*PROBLEM TO WORK ON*. Please copy out the entries below exactly, beginning with the line that contains "public_key.len()) as u64)" and ending with the line that contains "if let Some(key)", and include nothing outside that span.

*INFORMATION*.
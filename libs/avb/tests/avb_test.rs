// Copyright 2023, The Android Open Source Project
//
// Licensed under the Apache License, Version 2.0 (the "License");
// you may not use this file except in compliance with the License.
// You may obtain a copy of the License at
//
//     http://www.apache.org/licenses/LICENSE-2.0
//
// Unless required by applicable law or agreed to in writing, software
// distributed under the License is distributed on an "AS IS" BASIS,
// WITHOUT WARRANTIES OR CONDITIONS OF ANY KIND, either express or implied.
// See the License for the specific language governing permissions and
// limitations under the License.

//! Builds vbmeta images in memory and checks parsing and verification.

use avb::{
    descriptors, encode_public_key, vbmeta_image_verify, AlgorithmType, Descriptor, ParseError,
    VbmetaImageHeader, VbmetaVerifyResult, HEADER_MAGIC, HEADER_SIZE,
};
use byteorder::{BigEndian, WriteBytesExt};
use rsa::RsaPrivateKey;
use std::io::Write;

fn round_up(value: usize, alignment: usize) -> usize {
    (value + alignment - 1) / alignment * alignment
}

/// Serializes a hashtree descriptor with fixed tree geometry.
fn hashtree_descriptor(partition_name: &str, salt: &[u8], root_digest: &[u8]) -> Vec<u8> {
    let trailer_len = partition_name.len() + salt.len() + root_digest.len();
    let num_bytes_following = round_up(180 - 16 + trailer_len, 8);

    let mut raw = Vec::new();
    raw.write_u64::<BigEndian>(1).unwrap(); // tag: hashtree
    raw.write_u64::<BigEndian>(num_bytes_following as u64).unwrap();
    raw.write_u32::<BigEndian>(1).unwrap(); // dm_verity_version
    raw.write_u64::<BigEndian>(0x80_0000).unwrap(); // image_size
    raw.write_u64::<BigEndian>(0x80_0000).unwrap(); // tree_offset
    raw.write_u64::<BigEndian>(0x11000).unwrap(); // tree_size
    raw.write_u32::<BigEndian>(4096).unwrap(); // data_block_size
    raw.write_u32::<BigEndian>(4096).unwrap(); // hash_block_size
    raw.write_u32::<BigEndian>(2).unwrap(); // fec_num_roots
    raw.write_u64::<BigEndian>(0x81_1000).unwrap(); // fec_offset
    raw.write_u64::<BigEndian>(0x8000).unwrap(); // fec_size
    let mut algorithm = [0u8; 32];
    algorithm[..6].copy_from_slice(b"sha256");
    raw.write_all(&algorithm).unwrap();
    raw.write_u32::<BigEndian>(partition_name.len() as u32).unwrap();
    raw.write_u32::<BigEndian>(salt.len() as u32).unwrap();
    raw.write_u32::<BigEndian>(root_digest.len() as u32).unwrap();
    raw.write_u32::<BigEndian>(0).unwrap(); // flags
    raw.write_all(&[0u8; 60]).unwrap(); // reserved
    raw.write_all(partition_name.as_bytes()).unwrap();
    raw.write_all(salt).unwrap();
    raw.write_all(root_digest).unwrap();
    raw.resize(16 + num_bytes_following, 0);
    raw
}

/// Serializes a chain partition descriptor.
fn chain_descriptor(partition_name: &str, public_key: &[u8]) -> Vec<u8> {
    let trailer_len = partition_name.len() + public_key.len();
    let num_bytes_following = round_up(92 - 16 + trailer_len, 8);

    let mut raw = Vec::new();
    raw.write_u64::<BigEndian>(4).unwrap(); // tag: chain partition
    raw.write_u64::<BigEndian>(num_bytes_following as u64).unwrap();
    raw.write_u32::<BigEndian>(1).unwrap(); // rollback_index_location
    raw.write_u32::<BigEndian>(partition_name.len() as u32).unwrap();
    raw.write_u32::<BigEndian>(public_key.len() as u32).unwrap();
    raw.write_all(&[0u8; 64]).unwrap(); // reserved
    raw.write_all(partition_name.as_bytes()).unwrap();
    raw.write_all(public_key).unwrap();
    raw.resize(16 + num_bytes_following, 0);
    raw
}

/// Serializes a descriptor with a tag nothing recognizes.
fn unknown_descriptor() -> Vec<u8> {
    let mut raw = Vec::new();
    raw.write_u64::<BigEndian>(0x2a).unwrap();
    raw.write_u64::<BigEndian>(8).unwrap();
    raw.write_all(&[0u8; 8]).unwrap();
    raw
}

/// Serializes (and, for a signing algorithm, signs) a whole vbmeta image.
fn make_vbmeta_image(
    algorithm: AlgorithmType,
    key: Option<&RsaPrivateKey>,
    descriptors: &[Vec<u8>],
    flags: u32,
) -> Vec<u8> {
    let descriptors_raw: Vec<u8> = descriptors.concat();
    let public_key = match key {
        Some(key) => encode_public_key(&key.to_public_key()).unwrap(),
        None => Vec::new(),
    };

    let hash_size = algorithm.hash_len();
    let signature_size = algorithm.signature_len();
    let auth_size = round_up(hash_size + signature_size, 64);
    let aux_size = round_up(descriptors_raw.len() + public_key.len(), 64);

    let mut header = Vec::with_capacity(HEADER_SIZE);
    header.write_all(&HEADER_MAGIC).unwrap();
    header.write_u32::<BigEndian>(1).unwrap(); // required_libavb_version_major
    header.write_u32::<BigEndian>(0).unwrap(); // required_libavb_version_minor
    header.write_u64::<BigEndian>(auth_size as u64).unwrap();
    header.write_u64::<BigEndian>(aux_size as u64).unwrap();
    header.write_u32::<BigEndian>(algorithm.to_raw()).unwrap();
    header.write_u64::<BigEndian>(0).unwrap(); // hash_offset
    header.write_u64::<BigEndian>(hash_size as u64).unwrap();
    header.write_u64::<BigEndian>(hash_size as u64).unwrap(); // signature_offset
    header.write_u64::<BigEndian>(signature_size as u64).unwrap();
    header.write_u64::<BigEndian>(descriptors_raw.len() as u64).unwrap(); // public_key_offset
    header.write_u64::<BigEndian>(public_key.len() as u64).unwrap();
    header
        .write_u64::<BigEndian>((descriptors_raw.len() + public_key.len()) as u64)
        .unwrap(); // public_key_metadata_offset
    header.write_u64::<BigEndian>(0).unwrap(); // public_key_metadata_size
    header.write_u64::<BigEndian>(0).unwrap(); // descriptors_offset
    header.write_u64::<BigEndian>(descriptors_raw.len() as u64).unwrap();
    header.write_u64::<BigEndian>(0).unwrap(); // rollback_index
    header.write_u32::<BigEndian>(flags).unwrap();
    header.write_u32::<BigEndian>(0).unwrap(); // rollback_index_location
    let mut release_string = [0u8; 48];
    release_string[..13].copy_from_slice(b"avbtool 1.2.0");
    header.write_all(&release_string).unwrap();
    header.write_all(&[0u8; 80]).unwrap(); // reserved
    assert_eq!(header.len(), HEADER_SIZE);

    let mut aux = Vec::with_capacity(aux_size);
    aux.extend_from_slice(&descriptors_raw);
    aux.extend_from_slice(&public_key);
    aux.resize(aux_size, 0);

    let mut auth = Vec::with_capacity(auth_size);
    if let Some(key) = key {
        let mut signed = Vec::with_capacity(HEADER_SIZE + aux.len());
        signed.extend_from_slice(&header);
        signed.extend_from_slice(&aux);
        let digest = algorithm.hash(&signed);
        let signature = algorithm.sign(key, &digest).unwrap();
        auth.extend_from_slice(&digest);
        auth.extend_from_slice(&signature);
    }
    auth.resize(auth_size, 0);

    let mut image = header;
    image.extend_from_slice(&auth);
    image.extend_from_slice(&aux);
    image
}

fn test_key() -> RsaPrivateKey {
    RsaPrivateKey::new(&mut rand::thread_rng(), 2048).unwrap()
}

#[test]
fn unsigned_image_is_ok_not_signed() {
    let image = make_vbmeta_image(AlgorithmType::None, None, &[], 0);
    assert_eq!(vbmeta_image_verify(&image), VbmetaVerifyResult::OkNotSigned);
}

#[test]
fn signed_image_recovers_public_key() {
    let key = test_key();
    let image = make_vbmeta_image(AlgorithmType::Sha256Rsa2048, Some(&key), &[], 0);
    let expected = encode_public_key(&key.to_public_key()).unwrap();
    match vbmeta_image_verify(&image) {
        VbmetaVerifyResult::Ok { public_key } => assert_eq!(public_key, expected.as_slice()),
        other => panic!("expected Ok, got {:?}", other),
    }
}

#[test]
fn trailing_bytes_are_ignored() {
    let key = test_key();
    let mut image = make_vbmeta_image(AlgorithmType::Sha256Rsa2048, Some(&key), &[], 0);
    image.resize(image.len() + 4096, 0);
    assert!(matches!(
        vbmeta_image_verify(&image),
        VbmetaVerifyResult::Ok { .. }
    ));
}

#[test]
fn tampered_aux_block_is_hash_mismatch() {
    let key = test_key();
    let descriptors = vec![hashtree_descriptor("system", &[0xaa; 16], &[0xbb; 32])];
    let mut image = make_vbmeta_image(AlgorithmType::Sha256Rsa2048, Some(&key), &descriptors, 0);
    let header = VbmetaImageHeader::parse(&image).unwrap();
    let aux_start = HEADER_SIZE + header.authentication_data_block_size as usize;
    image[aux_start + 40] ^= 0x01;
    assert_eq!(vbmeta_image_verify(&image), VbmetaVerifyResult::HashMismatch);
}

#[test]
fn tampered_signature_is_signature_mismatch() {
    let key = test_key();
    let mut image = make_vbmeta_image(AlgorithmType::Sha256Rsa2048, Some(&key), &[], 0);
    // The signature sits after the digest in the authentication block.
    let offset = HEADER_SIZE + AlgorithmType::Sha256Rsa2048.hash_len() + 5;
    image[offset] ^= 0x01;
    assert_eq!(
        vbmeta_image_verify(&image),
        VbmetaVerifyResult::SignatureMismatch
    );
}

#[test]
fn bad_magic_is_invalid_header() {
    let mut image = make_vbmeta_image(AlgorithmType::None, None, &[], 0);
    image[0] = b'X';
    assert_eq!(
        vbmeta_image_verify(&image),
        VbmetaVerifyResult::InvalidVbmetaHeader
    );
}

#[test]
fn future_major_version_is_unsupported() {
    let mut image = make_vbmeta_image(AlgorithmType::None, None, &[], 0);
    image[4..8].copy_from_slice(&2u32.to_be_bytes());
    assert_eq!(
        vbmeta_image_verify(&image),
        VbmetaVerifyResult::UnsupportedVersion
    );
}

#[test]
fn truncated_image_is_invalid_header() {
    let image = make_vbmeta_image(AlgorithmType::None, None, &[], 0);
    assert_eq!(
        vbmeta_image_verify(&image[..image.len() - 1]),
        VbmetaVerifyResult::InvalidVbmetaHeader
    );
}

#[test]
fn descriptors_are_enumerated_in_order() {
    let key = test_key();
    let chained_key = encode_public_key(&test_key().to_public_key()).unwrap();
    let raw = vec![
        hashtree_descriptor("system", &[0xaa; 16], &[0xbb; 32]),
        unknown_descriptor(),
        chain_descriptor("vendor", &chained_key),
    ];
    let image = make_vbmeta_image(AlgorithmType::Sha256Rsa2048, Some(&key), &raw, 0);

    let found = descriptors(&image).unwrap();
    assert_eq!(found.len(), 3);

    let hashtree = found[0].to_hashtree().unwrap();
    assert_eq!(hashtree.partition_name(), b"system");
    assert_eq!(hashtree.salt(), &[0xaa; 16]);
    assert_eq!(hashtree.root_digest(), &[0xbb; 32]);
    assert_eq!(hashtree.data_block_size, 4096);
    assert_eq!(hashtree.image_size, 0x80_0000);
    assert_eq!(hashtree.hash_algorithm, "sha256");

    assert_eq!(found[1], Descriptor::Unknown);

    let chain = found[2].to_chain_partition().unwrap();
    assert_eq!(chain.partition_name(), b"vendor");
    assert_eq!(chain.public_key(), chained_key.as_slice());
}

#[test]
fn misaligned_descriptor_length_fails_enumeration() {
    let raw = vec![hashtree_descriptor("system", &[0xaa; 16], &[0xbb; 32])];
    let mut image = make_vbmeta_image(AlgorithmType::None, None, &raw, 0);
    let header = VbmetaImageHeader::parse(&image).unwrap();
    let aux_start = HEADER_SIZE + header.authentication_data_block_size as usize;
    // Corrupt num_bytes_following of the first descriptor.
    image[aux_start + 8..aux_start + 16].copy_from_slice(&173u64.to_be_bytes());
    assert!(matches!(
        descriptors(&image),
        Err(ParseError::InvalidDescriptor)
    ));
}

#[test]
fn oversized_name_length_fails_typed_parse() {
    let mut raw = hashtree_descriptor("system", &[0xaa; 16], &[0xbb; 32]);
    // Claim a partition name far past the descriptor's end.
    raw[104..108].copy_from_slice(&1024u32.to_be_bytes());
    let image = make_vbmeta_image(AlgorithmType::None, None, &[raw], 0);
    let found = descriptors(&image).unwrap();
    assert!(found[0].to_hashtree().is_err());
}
---
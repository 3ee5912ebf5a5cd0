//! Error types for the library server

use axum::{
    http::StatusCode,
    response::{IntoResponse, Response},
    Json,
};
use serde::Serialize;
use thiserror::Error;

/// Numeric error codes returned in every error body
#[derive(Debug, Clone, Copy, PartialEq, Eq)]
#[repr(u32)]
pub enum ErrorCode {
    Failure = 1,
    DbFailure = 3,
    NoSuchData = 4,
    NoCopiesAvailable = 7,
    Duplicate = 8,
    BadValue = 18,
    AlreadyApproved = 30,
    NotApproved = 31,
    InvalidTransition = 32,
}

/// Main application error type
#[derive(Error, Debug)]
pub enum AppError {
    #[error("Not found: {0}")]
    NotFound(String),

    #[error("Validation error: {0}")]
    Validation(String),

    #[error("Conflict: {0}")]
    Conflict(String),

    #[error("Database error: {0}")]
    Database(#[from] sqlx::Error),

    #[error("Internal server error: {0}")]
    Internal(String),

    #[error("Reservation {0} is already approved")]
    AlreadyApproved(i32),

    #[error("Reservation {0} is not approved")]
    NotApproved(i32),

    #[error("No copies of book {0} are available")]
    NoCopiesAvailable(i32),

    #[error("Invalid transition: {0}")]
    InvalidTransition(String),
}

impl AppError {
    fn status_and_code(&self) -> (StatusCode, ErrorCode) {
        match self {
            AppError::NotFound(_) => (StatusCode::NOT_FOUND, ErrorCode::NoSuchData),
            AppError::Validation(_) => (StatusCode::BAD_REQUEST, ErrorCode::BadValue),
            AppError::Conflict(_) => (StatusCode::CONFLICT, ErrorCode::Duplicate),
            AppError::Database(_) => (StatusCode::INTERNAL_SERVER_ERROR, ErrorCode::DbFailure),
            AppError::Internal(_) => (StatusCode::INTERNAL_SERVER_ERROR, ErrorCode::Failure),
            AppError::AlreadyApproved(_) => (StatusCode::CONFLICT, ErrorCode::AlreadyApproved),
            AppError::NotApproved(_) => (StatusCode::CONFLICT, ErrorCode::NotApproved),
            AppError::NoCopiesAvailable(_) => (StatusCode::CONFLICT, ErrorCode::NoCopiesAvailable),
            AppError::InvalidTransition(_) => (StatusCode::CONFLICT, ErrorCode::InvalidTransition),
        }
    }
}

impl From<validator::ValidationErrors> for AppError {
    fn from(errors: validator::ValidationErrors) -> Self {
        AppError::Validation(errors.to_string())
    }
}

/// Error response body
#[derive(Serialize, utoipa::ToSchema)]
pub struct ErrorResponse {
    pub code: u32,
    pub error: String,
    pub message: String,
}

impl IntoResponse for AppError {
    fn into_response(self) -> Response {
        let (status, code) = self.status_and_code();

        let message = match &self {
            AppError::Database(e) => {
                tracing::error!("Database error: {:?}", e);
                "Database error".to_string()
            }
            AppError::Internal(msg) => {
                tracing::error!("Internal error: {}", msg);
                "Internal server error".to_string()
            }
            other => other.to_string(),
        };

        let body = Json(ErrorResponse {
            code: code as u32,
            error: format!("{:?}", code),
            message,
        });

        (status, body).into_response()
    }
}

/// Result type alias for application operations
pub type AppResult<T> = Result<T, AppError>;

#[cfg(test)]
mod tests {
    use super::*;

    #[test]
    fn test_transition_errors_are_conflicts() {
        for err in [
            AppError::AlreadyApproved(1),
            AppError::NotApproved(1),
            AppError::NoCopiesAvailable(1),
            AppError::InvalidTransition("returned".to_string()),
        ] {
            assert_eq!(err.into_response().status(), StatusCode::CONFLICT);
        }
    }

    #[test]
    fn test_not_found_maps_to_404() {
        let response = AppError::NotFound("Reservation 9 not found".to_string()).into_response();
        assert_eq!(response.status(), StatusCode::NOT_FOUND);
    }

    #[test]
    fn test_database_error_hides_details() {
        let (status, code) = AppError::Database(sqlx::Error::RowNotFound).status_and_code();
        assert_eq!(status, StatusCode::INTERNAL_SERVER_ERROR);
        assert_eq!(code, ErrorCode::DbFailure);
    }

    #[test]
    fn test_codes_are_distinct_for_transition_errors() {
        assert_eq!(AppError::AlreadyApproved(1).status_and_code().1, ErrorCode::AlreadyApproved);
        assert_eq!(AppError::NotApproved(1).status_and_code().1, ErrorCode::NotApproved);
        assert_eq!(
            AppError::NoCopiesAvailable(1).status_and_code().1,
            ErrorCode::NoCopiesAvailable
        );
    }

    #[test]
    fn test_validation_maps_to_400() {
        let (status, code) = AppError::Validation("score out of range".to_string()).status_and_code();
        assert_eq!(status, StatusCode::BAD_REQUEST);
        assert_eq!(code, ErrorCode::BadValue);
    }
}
...
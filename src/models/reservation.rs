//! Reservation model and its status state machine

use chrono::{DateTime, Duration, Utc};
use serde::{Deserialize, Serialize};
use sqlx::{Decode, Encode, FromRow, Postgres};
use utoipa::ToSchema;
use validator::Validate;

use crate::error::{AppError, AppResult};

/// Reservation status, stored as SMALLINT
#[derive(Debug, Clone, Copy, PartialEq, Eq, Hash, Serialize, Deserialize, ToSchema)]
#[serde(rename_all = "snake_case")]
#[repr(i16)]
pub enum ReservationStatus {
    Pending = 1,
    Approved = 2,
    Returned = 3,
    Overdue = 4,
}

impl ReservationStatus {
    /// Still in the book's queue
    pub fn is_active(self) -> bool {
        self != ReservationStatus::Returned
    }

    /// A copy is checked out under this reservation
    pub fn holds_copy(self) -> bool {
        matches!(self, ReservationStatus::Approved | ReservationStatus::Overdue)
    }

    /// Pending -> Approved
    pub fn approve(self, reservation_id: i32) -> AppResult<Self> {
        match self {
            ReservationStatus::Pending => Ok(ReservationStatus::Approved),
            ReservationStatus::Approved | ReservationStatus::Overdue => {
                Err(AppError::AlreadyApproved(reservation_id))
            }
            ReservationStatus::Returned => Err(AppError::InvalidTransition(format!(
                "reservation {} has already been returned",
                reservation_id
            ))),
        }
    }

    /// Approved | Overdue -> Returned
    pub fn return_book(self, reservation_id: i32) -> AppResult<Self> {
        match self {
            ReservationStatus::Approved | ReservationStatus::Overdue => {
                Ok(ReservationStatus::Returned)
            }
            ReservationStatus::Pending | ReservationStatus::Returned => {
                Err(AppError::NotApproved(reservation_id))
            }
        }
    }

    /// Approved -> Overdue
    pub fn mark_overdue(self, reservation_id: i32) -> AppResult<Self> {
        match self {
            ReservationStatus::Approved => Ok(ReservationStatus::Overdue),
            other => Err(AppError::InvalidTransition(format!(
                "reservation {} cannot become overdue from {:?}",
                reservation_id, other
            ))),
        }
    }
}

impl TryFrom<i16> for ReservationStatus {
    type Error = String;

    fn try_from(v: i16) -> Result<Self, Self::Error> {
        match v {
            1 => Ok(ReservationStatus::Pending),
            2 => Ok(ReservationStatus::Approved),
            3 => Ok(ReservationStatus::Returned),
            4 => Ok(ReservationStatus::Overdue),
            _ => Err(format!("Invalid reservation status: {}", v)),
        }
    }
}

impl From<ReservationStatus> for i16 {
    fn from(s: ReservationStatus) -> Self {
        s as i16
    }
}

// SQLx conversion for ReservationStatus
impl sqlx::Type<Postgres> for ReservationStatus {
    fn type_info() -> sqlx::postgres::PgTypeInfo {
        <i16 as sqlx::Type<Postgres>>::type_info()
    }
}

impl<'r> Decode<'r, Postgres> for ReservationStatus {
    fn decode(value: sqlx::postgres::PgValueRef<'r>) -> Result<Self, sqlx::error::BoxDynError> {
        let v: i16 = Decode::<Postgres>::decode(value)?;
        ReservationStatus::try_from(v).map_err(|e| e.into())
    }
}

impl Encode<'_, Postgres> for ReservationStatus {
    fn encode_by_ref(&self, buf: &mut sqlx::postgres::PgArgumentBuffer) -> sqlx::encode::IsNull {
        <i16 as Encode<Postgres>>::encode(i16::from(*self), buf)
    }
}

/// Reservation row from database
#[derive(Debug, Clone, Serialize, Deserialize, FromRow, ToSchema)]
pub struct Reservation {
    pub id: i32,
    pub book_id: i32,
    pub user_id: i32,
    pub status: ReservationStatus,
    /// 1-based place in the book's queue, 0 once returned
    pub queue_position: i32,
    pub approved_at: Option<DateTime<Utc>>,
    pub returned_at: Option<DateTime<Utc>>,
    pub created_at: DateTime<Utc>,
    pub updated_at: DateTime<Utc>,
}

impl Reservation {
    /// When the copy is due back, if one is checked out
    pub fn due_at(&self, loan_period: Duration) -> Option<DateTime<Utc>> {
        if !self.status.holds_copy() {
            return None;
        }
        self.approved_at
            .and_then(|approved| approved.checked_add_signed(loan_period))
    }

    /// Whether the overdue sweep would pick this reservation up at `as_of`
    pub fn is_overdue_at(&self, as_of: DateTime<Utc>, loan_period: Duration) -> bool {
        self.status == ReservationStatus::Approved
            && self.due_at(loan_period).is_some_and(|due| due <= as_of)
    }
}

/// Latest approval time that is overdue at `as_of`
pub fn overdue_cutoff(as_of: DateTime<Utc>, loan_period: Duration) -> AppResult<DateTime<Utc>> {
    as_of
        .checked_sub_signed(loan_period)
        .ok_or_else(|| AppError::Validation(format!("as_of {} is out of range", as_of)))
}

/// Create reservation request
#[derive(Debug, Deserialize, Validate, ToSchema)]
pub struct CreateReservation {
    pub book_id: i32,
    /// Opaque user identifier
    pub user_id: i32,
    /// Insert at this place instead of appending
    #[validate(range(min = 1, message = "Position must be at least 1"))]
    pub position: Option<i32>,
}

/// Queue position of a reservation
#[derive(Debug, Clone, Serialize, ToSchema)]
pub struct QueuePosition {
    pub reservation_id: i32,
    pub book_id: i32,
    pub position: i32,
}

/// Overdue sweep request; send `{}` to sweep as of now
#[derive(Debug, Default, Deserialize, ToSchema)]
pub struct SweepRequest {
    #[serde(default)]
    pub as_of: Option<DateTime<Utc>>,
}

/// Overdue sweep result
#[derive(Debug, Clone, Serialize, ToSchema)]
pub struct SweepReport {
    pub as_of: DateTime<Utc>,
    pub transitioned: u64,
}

*ANSWER TO THE PROBLEM*.
        .write_u64::<BigEndian>((descriptors_raw.len() + public_key.len()) as u64)
        .unwrap(); // public_key_metadata_offset
    header.write_u64::<BigEndian>(0).unwrap(); // public_key_metadata_size
    header.write_u64::<BigEndian>(0).unwrap(); // descriptors_offset
    header.write_u64::<BigEndian>(descriptors_raw.len() as u64).unwrap();
    header.write_u64::<BigEndian>(0).unwrap(); // rollback_index
    header.write_u32::<BigEndian>(flags).unwrap();
    header.write_u32::<BigEndian>(0).unwrap(); // rollback_index_location
    let mut release_string = [0u8; 48];
    release_string[..13].copy_from_slice(b"avbtool 1.2.0");
    header.write_all(&release_string).unwrap();
    header.write_all(&[0u8; 80]).unwrap(); // reserved
    assert_eq!(header.len(), HEADER_SIZE);

    let mut aux = Vec::with_capacity(aux_size);
    aux.extend_from_slice(&descriptors_raw);
    aux.extend_from_slice(&public_key);
    aux.resize(aux_size, 0);

    let mut auth = Vec::with_capacity(auth_size);
    if let Some(key) = key {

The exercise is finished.